Pour se distraire des longueurs du siège, des bandes de Normands couraient le pays. On en voit menacer Chartres, le Mans, Evreux. Ils échouèrent devant les deux premières, mais pillèrent Evreux et les environs. Ces expéditions vagabondes dégarnissaient le cordon des assiégeants. Les assiégés en profitent pour envoyer des députés chargés de demander du secours. Un lieutenant de l'empereur, le duc Henri, qui avait déjà souvent bataillé contre les Normands, répondit à l'appel, apparut sous les murs de Paris au mois de mars 886, mais se borna à ravitailler la cité, qui espérait mieux. La situation empirait. L'évêque Gozlin étant mort, le comte Eudes franchit les lignes d'investissement et alla jusqu'en Allemagne relancer l'empereur. Charles le Gros prit l'engagement de venir en personne et Eudes rentra à Paris à travers les rangs des Normands, rapportant cette bonne nouvelle.

Les Normands, avertis de l'approche des impériaux, creusèrent partout des chausse-trapes ; le duc Henri qui commandait l'avant-garde y tomba et fut tué. Charles le Gros arriva enfin, en septembre. Il ne fit rien de ce qu'on attendait de sa puissante armée. Il débouchait par les hauteurs de Montmartre. Il se contenta de chasser les Normands de la rive droite, envoya quelques renforts dans la Cité et passa lui-même sur la rive gauche. Mais au lieu de combattre, il négocia. Les Normands firent traîner les choses jusqu'au retour imminent de leur chef, Siegfried, qui venait de prendre Bayeux. L'empereur n'osant même pas l'attendre, perd la tête, traite précipitamment, en vaincu, au commencement de novembre. Il permet aux Normands d'aller hiverner en Bourgogne et leur promet 700 livres d'argent à leur retour, en mars. Sa retraite ressemble à une fuite ; Siegfried le poursuit jusqu'à Soissons.
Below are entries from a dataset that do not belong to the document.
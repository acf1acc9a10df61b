//! Keyed JSON codecs.
//!
//! Every generated DTO implements [`Codec`] by reading and writing its fields
//! by wire key, one at a time, through the accessors in [`field`]. Scalars,
//! lists and boxes implement it here.
//!
//! ## Examples
//!
//! ```
//! use apiforge_runtime::Codec;
//! use serde_json::json;
//!
//! let ids = Vec::<i64>::decode(&json!([1, 2, 3])).unwrap();
//! assert_eq!(ids, vec![1, 2, 3]);
//! assert_eq!(ids.encode(), json!([1, 2, 3]));
//! ```

use serde_json::Value;

use crate::error::DecodeError;

/// Conversion between a typed value and its JSON tree.
pub trait Codec: Sized {
    /// Decodes `value`, failing on shape mismatches and rule violations.
    fn decode(value: &Value) -> Result<Self, DecodeError>;

    /// Encodes `self`. Optional fields that are absent are omitted.
    fn encode(&self) -> Value;
}

impl Codec for bool {
    fn decode(value: &Value) -> Result<Self, DecodeError> {
        value
            .as_bool()
            .ok_or_else(|| DecodeError::wrong_type("boolean", value))
    }

    fn encode(&self) -> Value {
        Value::Bool(*self)
    }
}

impl Codec for i64 {
    fn decode(value: &Value) -> Result<Self, DecodeError> {
        value
            .as_i64()
            .ok_or_else(|| DecodeError::wrong_type("integer", value))
    }

    fn encode(&self) -> Value {
        Value::from(*self)
    }
}

impl Codec for f64 {
    fn decode(value: &Value) -> Result<Self, DecodeError> {
        value
            .as_f64()
            .ok_or_else(|| DecodeError::wrong_type("number", value))
    }

    // Non-finite floats have no JSON form and encode as null.
    fn encode(&self) -> Value {
        serde_json::Number::from_f64(*self)
            .map(Value::Number)
            .unwrap_or(Value::Null)
    }
}

impl Codec for String {
    fn decode(value: &Value) -> Result<Self, DecodeError> {
        value
            .as_str()
            .map(str::to_owned)
            .ok_or_else(|| DecodeError::wrong_type("string", value))
    }

    fn encode(&self) -> Value {
        Value::String(self.clone())
    }
}

impl Codec for () {
    fn decode(_value: &Value) -> Result<Self, DecodeError> {
        Ok(())
    }

    fn encode(&self) -> Value {
        Value::Null
    }
}

impl<T: Codec> Codec for Vec<T> {
    fn decode(value: &Value) -> Result<Self, DecodeError> {
        let items = value
            .as_array()
            .ok_or_else(|| DecodeError::wrong_type("array", value))?;
        items
            .iter()
            .enumerate()
            .map(|(index, item)| T::decode(item).map_err(|e| e.at_index(index)))
            .collect()
    }

    fn encode(&self) -> Value {
        Value::Array(self.iter().map(Codec::encode).collect())
    }
}

impl<T: Codec> Codec for Box<T> {
    fn decode(value: &Value) -> Result<Self, DecodeError> {
        T::decode(value).map(Box::new)
    }

    fn encode(&self) -> Value {
        (**self).encode()
    }
}

impl<T: Codec> Codec for Option<T> {
    fn decode(value: &Value) -> Result<Self, DecodeError> {
        match value {
            Value::Null => Ok(None),
            other => T::decode(other).map(Some),
        }
    }

    fn encode(&self) -> Value {
        self.as_ref().map_or(Value::Null, Codec::encode)
    }
}

/// Keyed field accessors used by generated `decode`/`encode` bodies.
///
/// The required accessors fail with [`DecodeError::MissingField`] when the
/// key is absent or `null`; the `_opt` accessors return `None` instead.
/// Errors inside a present value are wrapped with the owner and key.
pub mod field {
    use serde_json::{Map, Value};

    use super::Codec;
    use crate::error::{DecodeError, json_kind};

    /// JSON object being decoded.
    pub type Object = Map<String, Value>;

    /// Borrows `value` as an object, or fails naming `owner`.
    pub fn expect_object<'a>(value: &'a Value, owner: &'static str) -> Result<&'a Object, DecodeError> {
        value.as_object().ok_or(DecodeError::ExpectedObject {
            owner,
            found: json_kind(value),
        })
    }

    /// Decodes a required field of any codec type.
    pub fn required<T: Codec>(
        object: &Object,
        owner: &'static str,
        key: &'static str,
    ) -> Result<T, DecodeError> {
        optional(object, owner, key)?.ok_or(DecodeError::MissingField { owner, field: key })
    }

    /// Decodes an optional field of any codec type.
    pub fn optional<T: Codec>(
        object: &Object,
        owner: &'static str,
        key: &'static str,
    ) -> Result<Option<T>, DecodeError> {
        match object.get(key) {
            None | Some(Value::Null) => Ok(None),
            Some(value) => T::decode(value)
                .map(Some)
                .map_err(|e| e.in_field(owner, key)),
        }
    }

    /// Required boolean field.
    pub fn boolean(object: &Object, owner: &'static str, key: &'static str) -> Result<bool, DecodeError> {
        required(object, owner, key)
    }

    /// Optional boolean field.
    pub fn boolean_opt(object: &Object, owner: &'static str, key: &'static str) -> Result<Option<bool>, DecodeError> {
        optional(object, owner, key)
    }

    /// Required integer field.
    pub fn integer(object: &Object, owner: &'static str, key: &'static str) -> Result<i64, DecodeError> {
        required(object, owner, key)
    }

    /// Optional integer field.
    pub fn integer_opt(object: &Object, owner: &'static str, key: &'static str) -> Result<Option<i64>, DecodeError> {
        optional(object, owner, key)
    }

    /// Required float field.
    pub fn float(object: &Object, owner: &'static str, key: &'static str) -> Result<f64, DecodeError> {
        required(object, owner, key)
    }

    /// Optional float field.
    pub fn float_opt(object: &Object, owner: &'static str, key: &'static str) -> Result<Option<f64>, DecodeError> {
        optional(object, owner, key)
    }

    /// Required string (or date) field.
    pub fn string(object: &Object, owner: &'static str, key: &'static str) -> Result<String, DecodeError> {
        required(object, owner, key)
    }

    /// Optional string (or date) field.
    pub fn string_opt(object: &Object, owner: &'static str, key: &'static str) -> Result<Option<String>, DecodeError> {
        optional(object, owner, key)
    }

    /// Required unit field. Only presence of the key is checked.
    pub fn unit(object: &Object, owner: &'static str, key: &'static str) -> Result<(), DecodeError> {
        if object.contains_key(key) {
            Ok(())
        } else {
            Err(DecodeError::MissingField { owner, field: key })
        }
    }

    /// Optional unit field. Present keys decode to `Some(())`, even when `null`.
    pub fn unit_opt(object: &Object, _owner: &'static str, key: &'static str) -> Result<Option<()>, DecodeError> {
        Ok(object.contains_key(key).then_some(()))
    }

    /// Required nested object field.
    pub fn object<T: Codec>(object: &Object, owner: &'static str, key: &'static str) -> Result<T, DecodeError> {
        required(object, owner, key)
    }

    /// Optional nested object field.
    pub fn object_opt<T: Codec>(object: &Object, owner: &'static str, key: &'static str) -> Result<Option<T>, DecodeError> {
        optional(object, owner, key)
    }

    /// Required list field; each element goes through `T`'s codec.
    pub fn list<T: Codec>(object: &Object, owner: &'static str, key: &'static str) -> Result<Vec<T>, DecodeError> {
        required(object, owner, key)
    }

    /// Optional list field.
    pub fn list_opt<T: Codec>(object: &Object, owner: &'static str, key: &'static str) -> Result<Option<Vec<T>>, DecodeError> {
        optional(object, owner, key)
    }

    /// Writes a field.
    pub fn put<T: Codec>(object: &mut Object, key: &str, value: &T) {
        object.insert(key.to_string(), value.encode());
    }

    /// Writes a field only when present.
    pub fn put_opt<T: Codec>(object: &mut Object, key: &str, value: &Option<T>) {
        if let Some(value) = value {
            put(object, key, value);
        }
    }
}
Ce redoutable chef, qui ne se tient pas pour lié par le traité conclu en son absence, continue ses déprédations dans tout le bassin de la Seine Il est tué en Frise vers la fin de 887.

De leur côté, les Parisiens indignés avaient refusé de laisser passer la grande flotte normande sous leurs ponts qui étaient barrés. Pour remonter en Bourgogne, les Normands durent traîner leurs bateaux sur le sol de manière à contourner la vaillante cité. C'est une manœuvre dont ils avaient l'habitude : tous leurs bateaux avaient dans leur équipement un lot de rouleaux. La Bourgogne paya pour les Parisiens. Elle fut saccagée tout l'hiver, et quand les Normands revinrent au mois de mai 887, l'empereur leur fit verser la somme convenue. On n'en fut pas, même à ce prix, débarrassé tout de suite. Ils s'attardent encore à piller les environs. Néanmoins la grande armée, qui depuis 879 était le cauchemar de toute la France occidentale, se trouva disloquée. Il était manifeste qu'elle n'était pas irrésistible puisqu'elle avait échoué devant Paris. D'autre part, il n'était pas moins manifeste qu'il était impossible d'expulser les Normands déjà établis à demeure dans une partie de la Neustrie. Enfin l'idée qu'il suffisait de restaurer l'empire pour ramener la sécurité était reconnue vaine. Quelques mois plus tard, Charles le Gros était déposé et survivait à peine à sa chute. Détrôné à Tribur au mois de novembre 887, il mourait le 13 janvier suivant, et une demi-douzaine de royaumes se formèrent des débris de l'empire.